VANGUARD - Expressing the viewpoint of the Communist Party of Australia (Marxist-Leninist)
For National Independence and Socialism • www.cpaml.org
Today’s decision by the Senate to approve the Government’s three-stage tax cuts will further entrench the gap between rich and poor under this rotten system of capitalism.
Stage One will give low income earners a $530 tax rebate, Stage Two comes in on July 1, 2022 with the tax rate of 37 percent pushed out from $90,000 to $120,000 salaries.
Stage Three, to begin in 2024, will give a $7000 tax cut to those earning up to $200,000.
On top of this, the Government stubbornly refuses to increase the Newstart Allowance for unemployed persons, frozen at roughly $40 a day for a single person with no children for the last 24 years! (The photo shows activists from the Anti-Poverty Network in SA lobbying Salisbury Council to support a Newstart Allowance increase. Eleven local governments representing 600,000 South Australians, together with the peak national body the Australian Local Government Association, have voted to support the APN’s campaign. See “Further Reading” link below.)
And on top of this, many of the largest local and overseas corporations pay no tax year after year!

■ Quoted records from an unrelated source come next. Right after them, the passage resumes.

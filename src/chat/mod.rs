//! Chat domain: messages, products, the backend client, and reply
//! interpretation.
//!
//! The conversation itself lives in the page as an append-only list of
//! rendered message fragments; this module owns the data shapes behind those
//! fragments and the single network round-trip per submit.
//!
//! # Structure
//!
//! - [`message`]: conversation message record and sender/kind discriminants
//! - [`product`]: product payload parsed out of `Json`-kind messages
//! - [`client`]: HTTP client for the remote assistant `/chat` endpoint
//! - [`reply`]: closed-set interpretation of the backend's reply string

pub mod client;
pub mod message;
pub mod product;
pub mod reply;

pub use client::{BackendClient, BackendError, ChatReply, ChatRequest};
pub use message::{Message, MessageKind, Sender};
pub use product::Product;
pub use reply::ParsedReply;
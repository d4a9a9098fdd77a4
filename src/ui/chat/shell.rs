//! Chat shell layout component.

use leptos::prelude::*;

use super::{ChatHeader, ComposerForm};

/// Main chat shell component.
///
/// Provides the complete chat interface layout with:
/// - Header with title
/// - Scrollable message area (HTMX appends fragments to `#message-list`)
/// - Composer for new messages
#[component]
pub fn ChatShell(
    /// Title displayed in the header.
    #[prop(default = "Chat")]
    title: &'static str,
) -> impl IntoView {
    view! {
        <div class="chat-shell">
            <ChatHeader title=title />

            <div
                id="message-list"
                class="message-list"
                aria-live="polite"
                aria-label="Conversation"
            ></div>

            <ComposerForm />
        </div>
    }
}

Inequality is getting worse
A study released by the Australia Institute this week concludes that inequality is getting worse in Australia with the income share of the top 10% growing at the expense of everyone else.

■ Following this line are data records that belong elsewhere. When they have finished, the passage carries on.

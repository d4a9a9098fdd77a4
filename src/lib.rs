//! Shopping Assistant Chat UI
//!
//! An HTML-first chat interface for a shopping assistant: a scrolling
//! conversation, a composer that accepts text and optionally one attached
//! image, a single round-trip per submit to a remote `/chat` endpoint, and
//! replies rendered as plain text or as a structured product card.
//!
//! # Architecture
//!
//! - **Server**: Axum HTTP server serving the page and the submit handler
//! - **Backend client**: one reqwest POST per submit to the assistant backend
//! - **UI**: Leptos SSR components wired with HTMX; the conversation log lives
//!   in the DOM as an append-only list of fragments
//!
//! # Modules
//!
//! - [`chat`]: message/product data model, backend client, reply interpretation
//! - [`config`]: CLI, environment, and file configuration
//! - [`server`]: router and handlers
//! - [`ui`]: page shell and fragment renderers

// Allow pedantic clippy warnings that don't add value for this codebase
#![allow(clippy::cast_possible_truncation)]
#![allow(clippy::cast_sign_loss)]
#![allow(clippy::module_name_repetitions)]

pub mod chat;
pub mod config;
pub mod server;
pub mod ui;

use std::sync::Arc;

use crate::chat::BackendClient;
use crate::config::AppConfig;

/// Application state shared across all handlers.
#[derive(Debug, Clone)]
pub struct AppState {
    /// Client for the assistant backend's `/chat` endpoint.
    pub backend: Arc<BackendClient>,
    /// Global configuration.
    pub config: Arc<AppConfig>,
}
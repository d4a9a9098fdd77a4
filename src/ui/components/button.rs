//! Button component with variants and sizes.

use leptos::prelude::*;

/// Button visual variant.
#[derive(Debug, Clone, Copy, Default, PartialEq, Eq)]
pub enum ButtonVariant {
    /// Primary action button.
    #[default]
    Primary,
    /// Subtle ghost button.
    Ghost,
}

impl ButtonVariant {
    /// Get CSS classes for this variant.
    #[must_use]
    pub fn classes(self) -> &'static str {
        match self {
            Self::Primary => "btn--primary",
            Self::Ghost => "btn--ghost",
        }
    }
}

/// Button size.
#[derive(Debug, Clone, Copy, Default, PartialEq, Eq)]
pub enum ButtonSize {
    /// Medium button (default).
    #[default]
    Md,
    /// Icon-only button.
    Icon,
}

impl ButtonSize {
    /// Get CSS classes for this size.
    #[must_use]
    pub fn classes(self) -> &'static str {
        match self {
            Self::Md => "btn--md",
            Self::Icon => "btn--icon",
        }
    }
}

/// Styled button component.
///
/// # Example
///
/// ```rust,ignore
/// view! {
///     <Button variant=ButtonVariant::Primary size=ButtonSize::Md>
///         "Send"
///     </Button>
/// }
/// ```
#[component]
pub fn Button(
    /// Button variant.
    #[prop(default = ButtonVariant::Primary)]
    variant: ButtonVariant,
    /// Button size.
    #[prop(default = ButtonSize::Md)]
    size: ButtonSize,
    /// Button type attribute.
    #[prop(default = "button")]
    button_type: &'static str,
    /// Additional CSS classes.
    #[prop(default = "")]
    class: &'static str,
    /// Button content.
    children: Children,
) -> impl IntoView {
    let classes = format!("btn {} {} {}", variant.classes(), size.classes(), class);

    view! {
        <button type=button_type class=classes>
            {children()}
        </button>
    }
}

It quotes Australian Bureau of Statistics figures to show that over the past 20 years to 2016 all wage and salary earners have seen their share of income either fall or remain static. The only exception is the top 10 per cent of income earners who have seen their income share rise by five per cent.
Static or falling income shares do not mean that their incomes are falling in absolute terms. Incomes rose over the 20 years but the incomes of those in the top 10 per cent grew much faster than others’. The growth of the top 10 per cent was so large that the income share going to all others was static or fell.

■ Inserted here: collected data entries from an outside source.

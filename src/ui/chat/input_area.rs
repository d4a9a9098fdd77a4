//! Chat composer: text input, image picker, and submit wiring.

use leptos::prelude::*;

use crate::ui::components::{Button, ButtonSize, ButtonVariant, ImageIcon, SendIcon};

/// Hidden input carrying the session id across submits.
///
/// The submit handler returns a replacement with `oob=true` so HTMX swaps the
/// new session id into the form out of band. `form.reset()` keeps the swapped
/// value because it is the element's default.
#[component]
pub fn SessionField(
    /// Current session id, empty before the first reply.
    value: String,
    /// Render as an HTMX out-of-band replacement.
    #[prop(default = false)]
    oob: bool,
) -> impl IntoView {
    view! {
        <input
            type="hidden"
            id="chat-session-id"
            name="session_id"
            value=value
            hx-swap-oob=oob.then_some("true")
        />
    }
}

/// Render the out-of-band session field fragment for a submit response.
#[must_use]
pub fn render_session_field_oob(session_id: &str) -> String {
    view! { <SessionField value=session_id.to_string() oob=true /> }.to_html()
}

/// Chat message composer with HTMX form submission.
///
/// Posts multipart to `/chat` and appends the returned fragments to
/// `#message-list`. Controls are disabled while a request is in flight so
/// replies cannot interleave out of submission order.
#[component]
pub fn ComposerForm() -> impl IntoView {
    view! {
        <div class="composer">
            <form
                id="composer-form"
                class="composer__form"
                hx-post="/chat"
                hx-target="#message-list"
                hx-swap="beforeend"
                hx-encoding="multipart/form-data"
                hx-disabled-elt="find textarea, find button"
                hx-on--after-request="this.reset(); document.getElementById('image-name').textContent = ''"
            >
                <SessionField value=String::new() />

                <input
                    type="file"
                    name="image"
                    id="image-upload"
                    accept="image/*"
                    class="hidden"
                />
                <label for="image-upload" class="composer__attach" title="Attach an image">
                    <ImageIcon />
                </label>
                <span id="image-name" class="composer__filename"></span>

                <textarea
                    name="message"
                    id="composer-text"
                    class="composer__input"
                    placeholder="Type your message..."
                    rows="1"
                ></textarea>

                <Button
                    variant=ButtonVariant::Primary
                    size=ButtonSize::Icon
                    button_type="submit"
                    class="composer__send"
                >
                    <SendIcon />
                </Button>
            </form>

            <p class="composer__hint">"Press Enter to send"</p>
        </div>
    }
}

20 years ago someone in the top 10 per cent earned on average $73,724 more than someone in the bottom ten per cent. By 2016 this had increased dramatically so that someone in the top decile earned on average $212,934 more than someone in the bottom decile. This is shown in Figure 5.
Percentage change in the income of the top 10 per cent has not only outpaced the change in the bottom 10 per cent. Middle income earners have also been left behind when compared to those at the top. Figure 6 shows average income growth of the top 10 per cent versus income growth for middle income earners (middle ten per cent).
The Gini Coefficient and some comparisons
The most common measure of inequality is the Gini Coefficient which measures inequality on a scale of 0 to 1 with 0 being perfectly equal and 1 being perfectly unequal. Wealth distribution is more unequal than income distribution. Australia’s 2015-6 Gini Coefficient for wealth was 0.605 (compared to 0.572 in 2003-4) while its Gini Coefficient for gross household income was 0.434 (compared to 0.426 in 1994-5).
Australia’s income Gini Coefficient is more unequal than the average for all developed nations. Of the 34 OECD nations, when ranked from more equal to more unequal, Australia ranks 22nd. In 2004 we were in the middle of the developed countries when it came to inequality, just below the OECD average. We ranked 17th out of 34 nations. So the growth in inequality here has been worse than in other advanced capitalist countries.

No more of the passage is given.